> _YOUR TASK_: Transcribe the records in full, keeping every character as it is.

======== DATA PROVIDED ========

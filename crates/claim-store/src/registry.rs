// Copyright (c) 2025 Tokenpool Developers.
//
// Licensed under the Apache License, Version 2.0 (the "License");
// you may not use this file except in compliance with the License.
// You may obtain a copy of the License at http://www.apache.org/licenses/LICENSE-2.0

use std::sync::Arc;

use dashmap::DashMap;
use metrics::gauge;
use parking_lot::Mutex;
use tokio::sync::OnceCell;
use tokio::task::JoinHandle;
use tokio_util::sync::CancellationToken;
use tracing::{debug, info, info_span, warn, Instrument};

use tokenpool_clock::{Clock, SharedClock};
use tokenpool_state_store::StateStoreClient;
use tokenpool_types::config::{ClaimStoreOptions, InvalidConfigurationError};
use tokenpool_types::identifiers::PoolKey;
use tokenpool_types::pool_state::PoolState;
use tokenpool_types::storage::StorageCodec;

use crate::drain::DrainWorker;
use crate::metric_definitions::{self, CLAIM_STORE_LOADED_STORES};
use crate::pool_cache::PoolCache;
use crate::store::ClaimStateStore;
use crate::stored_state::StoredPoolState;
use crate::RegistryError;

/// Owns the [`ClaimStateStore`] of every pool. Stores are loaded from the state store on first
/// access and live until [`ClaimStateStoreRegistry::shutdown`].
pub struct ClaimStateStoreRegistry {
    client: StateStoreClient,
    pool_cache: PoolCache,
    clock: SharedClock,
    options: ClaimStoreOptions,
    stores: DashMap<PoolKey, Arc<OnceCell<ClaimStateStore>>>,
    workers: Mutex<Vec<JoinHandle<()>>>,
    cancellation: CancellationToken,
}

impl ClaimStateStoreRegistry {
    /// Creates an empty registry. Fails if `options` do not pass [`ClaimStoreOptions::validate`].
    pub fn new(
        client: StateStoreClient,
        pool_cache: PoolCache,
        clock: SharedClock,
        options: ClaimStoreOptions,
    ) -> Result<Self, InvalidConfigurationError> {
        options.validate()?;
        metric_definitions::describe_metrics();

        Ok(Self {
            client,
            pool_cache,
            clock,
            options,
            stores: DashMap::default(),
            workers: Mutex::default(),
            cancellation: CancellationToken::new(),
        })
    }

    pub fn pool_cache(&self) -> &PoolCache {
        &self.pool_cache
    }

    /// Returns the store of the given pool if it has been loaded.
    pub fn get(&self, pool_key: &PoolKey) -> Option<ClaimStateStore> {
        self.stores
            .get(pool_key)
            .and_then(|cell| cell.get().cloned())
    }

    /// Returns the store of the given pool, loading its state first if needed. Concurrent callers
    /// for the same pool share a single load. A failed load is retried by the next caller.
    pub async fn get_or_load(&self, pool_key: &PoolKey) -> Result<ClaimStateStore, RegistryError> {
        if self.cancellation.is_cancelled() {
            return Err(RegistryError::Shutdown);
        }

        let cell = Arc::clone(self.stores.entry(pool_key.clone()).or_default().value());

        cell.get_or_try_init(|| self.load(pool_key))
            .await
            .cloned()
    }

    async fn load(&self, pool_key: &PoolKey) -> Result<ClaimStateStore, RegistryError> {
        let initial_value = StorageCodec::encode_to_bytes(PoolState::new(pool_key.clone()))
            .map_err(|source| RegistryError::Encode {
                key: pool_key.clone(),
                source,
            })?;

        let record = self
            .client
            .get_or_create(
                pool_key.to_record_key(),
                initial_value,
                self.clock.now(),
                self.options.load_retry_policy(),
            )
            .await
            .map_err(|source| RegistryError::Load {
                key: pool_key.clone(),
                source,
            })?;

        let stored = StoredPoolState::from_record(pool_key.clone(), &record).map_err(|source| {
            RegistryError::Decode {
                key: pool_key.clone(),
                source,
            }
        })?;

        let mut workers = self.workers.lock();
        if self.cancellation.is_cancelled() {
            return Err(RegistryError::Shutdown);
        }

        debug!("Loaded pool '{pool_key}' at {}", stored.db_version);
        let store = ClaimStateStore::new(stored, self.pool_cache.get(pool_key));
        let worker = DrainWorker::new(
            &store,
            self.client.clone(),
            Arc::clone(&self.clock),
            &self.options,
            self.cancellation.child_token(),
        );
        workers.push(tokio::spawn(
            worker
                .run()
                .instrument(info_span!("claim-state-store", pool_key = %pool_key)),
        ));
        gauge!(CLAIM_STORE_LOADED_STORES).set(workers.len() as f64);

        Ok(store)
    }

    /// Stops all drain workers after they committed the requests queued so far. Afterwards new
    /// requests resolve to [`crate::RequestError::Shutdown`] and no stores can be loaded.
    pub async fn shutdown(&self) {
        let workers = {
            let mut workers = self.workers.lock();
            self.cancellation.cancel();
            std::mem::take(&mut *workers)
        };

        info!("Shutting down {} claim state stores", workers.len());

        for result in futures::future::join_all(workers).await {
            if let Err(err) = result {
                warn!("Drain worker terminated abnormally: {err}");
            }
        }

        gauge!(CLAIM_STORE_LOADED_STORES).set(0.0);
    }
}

========

> _TASK SOLUTION_:
filename crates/claim-store/src/registry.rs
// Copyright (c) 2025 Tokenpool Developers.
//
// Licensed under the Apache License, Version 2.0 (the "License");
// you may not use this file except in compliance with the License.
// You may obtain a copy of the License at http://www.apache.org/licenses/LICENSE-2.0

use std::sync::Arc;

use dashmap::DashMap;
use metrics::gauge;
use parking_lot::Mutex;
use tokio::sync::OnceCell;
use tokio::task::JoinHandle;
use tokio_util::sync::CancellationToken;
use tracing::{debug, info, info_span, warn, Instrument};

use tokenpool_clock::{Clock, SharedClock};
use tokenpool_state_store::StateStoreClient;
use tokenpool_types::config::{ClaimStoreOptions, InvalidConfigurationError};
use tokenpool_types::identifiers::PoolKey;
use tokenpool_types::pool_state::PoolState;
use tokenpool_types::storage::StorageCodec;

use crate::drain::DrainWorker;
use crate::metric_definitions::{self, CLAIM_STORE_LOADED_STORES};
use crate::pool_cache::PoolCache;
use crate::store::ClaimStateStore;
use crate::stored_state::StoredPoolState;
use crate::RegistryError;

/// Owns the [`ClaimStateStore`] of every pool. Stores are loaded from the state store on first
/// access and live until [`ClaimStateStoreRegistry::shutdown`].
pub struct ClaimStateStoreRegistry {
    client: StateStoreClient,
    pool_cache: PoolCache,
    clock: SharedClock,
    options: ClaimStoreOptions,
    stores: DashMap<PoolKey, Arc<OnceCell<ClaimStateStore>>>,
    workers: Mutex<Vec<JoinHandle<()>>>,
    cancellation: CancellationToken,
}

impl ClaimStateStoreRegistry {
    /// Creates an empty registry. Fails if `options` do not pass [`ClaimStoreOptions::validate`].
    pub fn new(
        client: StateStoreClient,
        pool_cache: PoolCache,
        clock: SharedClock,
        options: ClaimStoreOptions,
    ) -> Result<Self, InvalidConfigurationError> {
        options.validate()?;
        metric_definitions::describe_metrics();

        Ok(Self {
            client,
            pool_cache,
            clock,
            options,
            stores: DashMap::default(),
            workers: Mutex::default(),
            cancellation: CancellationToken::new(),
        })
    }

    pub fn pool_cache(&self) -> &PoolCache {
        &self.pool_cache
    }

    /// Returns the store of the given pool if it has been loaded.
    pub fn get(&self, pool_key: &PoolKey) -> Option<ClaimStateStore> {
        self.stores
            .get(pool_key)
            .and_then(|cell| cell.get().cloned())
    }

    /// Returns the store of the given pool, loading its state first if needed. Concurrent callers
    /// for the same pool share a single load. A failed load is retried by the next caller.
    pub async fn get_or_load(&self, pool_key: &PoolKey) -> Result<ClaimStateStore, RegistryError> {
        if self.cancellation.is_cancelled() {
            return Err(RegistryError::Shutdown);
        }

        let cell = Arc::clone(self.stores.entry(pool_key.clone()).or_default().value());

        cell.get_or_try_init(|| self.load(pool_key))
            .await
            .cloned()
    }

    async fn load(&self, pool_key: &PoolKey) -> Result<ClaimStateStore, RegistryError> {
        let initial_value = StorageCodec::encode_to_bytes(PoolState::new(pool_key.clone()))
            .map_err(|source| RegistryError::Encode {
                key: pool_key.clone(),
                source,
            })?;

        let record = self
            .client
            .get_or_create(
                pool_key.to_record_key(),
                initial_value,
                self.clock.now(),
                self.options.load_retry_policy(),
            )
            .await
            .map_err(|source| RegistryError::Load {
                key: pool_key.clone(),
                source,
            })?;

        let stored = StoredPoolState::from_record(pool_key.clone(), &record).map_err(|source| {
            RegistryError::Decode {
                key: pool_key.clone(),
                source,
            }
        })?;

        let mut workers = self.workers.lock();
        if self.cancellation.is_cancelled() {
            return Err(RegistryError::Shutdown);
        }

        debug!("Loaded pool '{pool_key}' at {}", stored.db_version);
        let store = ClaimStateStore::new(stored, self.pool_cache.get(pool_key));
        let worker = DrainWorker::new(
            &store,
            self.client.clone(),
            Arc::clone(&self.clock),
            &self.options,
            self.cancellation.child_token(),
        );
        workers.push(tokio::spawn(
            worker
                .run()
                .instrument(info_span!("claim-state-store", pool_key = %pool_key)),
        ));
        gauge!(CLAIM_STORE_LOADED_STORES).set(workers.len() as f64);

        Ok(store)
    }

    /// Stops all drain workers after they committed the requests queued so far. Afterwards new
    /// requests resolve to [`crate::RequestError::Shutdown`] and no stores can be loaded.
    pub async fn shutdown(&self) {
        let workers = {
            let mut workers = self.workers.lock();
            self.cancellation.cancel();
            std::mem::take(&mut *workers)
        };

        info!("Shutting down {} claim state stores", workers.len());

        for result in futures::future::join_all(workers).await {
            if let Err(err) = result {
                warn!("Drain worker terminated abnormally: {err}");
            }
        }

        gauge!(CLAIM_STORE_LOADED_STORES).set(0.0);
    }
}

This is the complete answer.